RCR9: Refining proximal gastrointestinal tract radiotherapy tolerance parameters using published clinical data

Daniel Holyoake1,Mike Partridge1,Maria Hawkins1

1Department of Oncology, University of Oxford, Oxford, UK

Presenting date: Tuesday 3 November
Presenting time: 12.20-13.10

Background

The limited tolerance of the abdominal organs to radiotherapy results in significant toxicity for many patients and precludes delivery of sufficient dose for local control of some malignancies, such as pancreatic cancer. We conducted a systematic review to identify published datasets of paired toxicity outcomes and dose-volume parameters for the duodenum and small bowel in order to refine radiobiological models.

Method

SCOPUS, EMBASE & MEDLINE databases were searched and 952 unique results screened to identify 29 publications reporting delivered dose-volumes and toxicity (23 for small-bowel and 6 for duodenum) incorporating outcomes for over 1500 patients.
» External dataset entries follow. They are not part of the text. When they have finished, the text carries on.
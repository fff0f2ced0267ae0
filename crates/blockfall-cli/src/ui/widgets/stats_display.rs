use std::iter;

use blockfall_engine::GameSession;
use ratatui::{
    buffer::Buffer,
    layout::{Constraint, Layout, Rect},
    text::Line,
    widgets::{Block as BlockWidget, BlockExt as _, Widget},
};

use crate::ui::widgets::style;

pub struct StatsDisplay<'a> {
    session: &'a GameSession,
    block: Option<BlockWidget<'a>>,
}

impl<'a> StatsDisplay<'a> {
    pub fn new(session: &'a GameSession) -> Self {
        Self {
            session,
            block: None,
        }
    }

    pub fn block(self, block: BlockWidget<'a>) -> Self {
        Self {
            block: Some(block),
            ..self
        }
    }

    pub fn width(&self) -> u16 {
        20 + super::block_horizontal_margin(self.block.as_ref())
    }

    pub fn height(&self) -> u16 {
        u16::try_from(ROWS.len()).unwrap() + super::block_vertical_margin(self.block.as_ref())
    }
}

#[derive(Clone, Copy)]
enum Row {
    Empty,
    FullLabel(&'static str),
    FullValue(&'static dyn Fn(&GameSession) -> String),
    LabelValue(&'static str, &'static dyn Fn(&GameSession) -> String),
}

const ROWS: &[Row] = &[
    Row::FullLabel("TIME:"),
    Row::FullValue(&|session| {
        let dur = session.stats().elapsed();
        format!(
            "{:0}:{:0>2}.{:0>2}",
            dur.as_secs() / 60,
            dur.as_secs() % 60,
            dur.subsec_millis() / 10
        )
    }),
    Row::Empty,
    Row::LabelValue("SPEED:", &|session| {
        format!("{:.1}", session.speed().current_normal_speed())
    }),
    Row::LabelValue("NEXT UP:", &|session| {
        let speed = session.speed();
        format!(
            "{}/{}",
            speed.rows_cleared_since_speedup(),
            speed.threshold()
        )
    }),
    Row::Empty,
    Row::LabelValue("ROWS:", &|session| {
        session.stats().total_rows_cleared().to_string()
    }),
    Row::LabelValue("PIECES:", &|session| {
        session.stats().locked_pieces().to_string()
    }),
    Row::LabelValue("SPEEDUPS:", &|session| session.stats().speedups().to_string()),
    Row::LabelValue("BEST:", &|session| {
        let best = session.stats().rows_cleared_counter().len().saturating_sub(1);
        best.to_string()
    }),
];

impl Widget for StatsDisplay<'_> {
    fn render(self, area: Rect, buf: &mut Buffer) {
        self.block.as_ref().render(area, buf);
        let area = self.block.inner_if_some(area);

        let style = style::DEFAULT;

        let rows_areas =
            Layout::vertical((0..ROWS.len()).map(|_| Constraint::Length(1))).split(area);

        for (row, area) in iter::zip(ROWS.iter().copied(), rows_areas[..].iter().copied()) {
            match row {
                Row::Empty => {}
                Row::FullLabel(label) => {
                    Line::styled(label, style).left_aligned().render(area, buf);
                }
                Row::FullValue(value) => {
                    Line::styled(value(self.session), style)
                        .right_aligned()
                        .render(area, buf);
                }
                Row::LabelValue(label, value) => {
                    let [label_area, value_area] = area.layout(&Layout::horizontal([
                        Constraint::Fill(1),
                        Constraint::Fill(1),
                    ]));
                    Line::styled(label, style)
                        .left_aligned()
                        .render(label_area, buf);
                    Line::styled(value(self.session), style)
                        .right_aligned()
                        .render(value_area, buf);
                }
            }
        }
    }
}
A cubic spline was fitted to dose-volume datapoints to reconstruct a continuous DVH and the Kutcher-Burman DVH reduction method used to derive effective volume: V(eff).

Results

Published analyses report significant relationships between dose-volume and toxicity incidence for both duodenum and small-bowel. Low incidence of small-bowel toxicity relative to V(eff) was seen when no concomitant chemotherapy was given and vice versa. The highest incidence of toxicity was seen in papers reporting highest absolute volumes at low dose (V5Gy), and increases in both low and high dose volumes appear to correlate with increased incidence of toxicity while mid-range dose volumes did not. On pooled analysis, small-bowel mean effective volume, V(eff), was higher for patients suffering ?G3 (302.7 cc vs 128.1 cc; data from 203 patients) or ?G2 acute GI toxicity (243.8 cc vs 127.9 cc; 121 patients) than for those who did not.

Conclusion

There is strong evidence for a consistent radiotherapy dose-volume-toxicity relationship for the small-bowel modified by clinical parameters, such as chemotherapy. Analysis for the duodenum was hindered by sparse data and incomplete reporting of dose-volume parameters. Existing parameters appear to be overly conservative and revised toxicity thresholds and refined Normal Tissue Complication Probability parameters will be presented.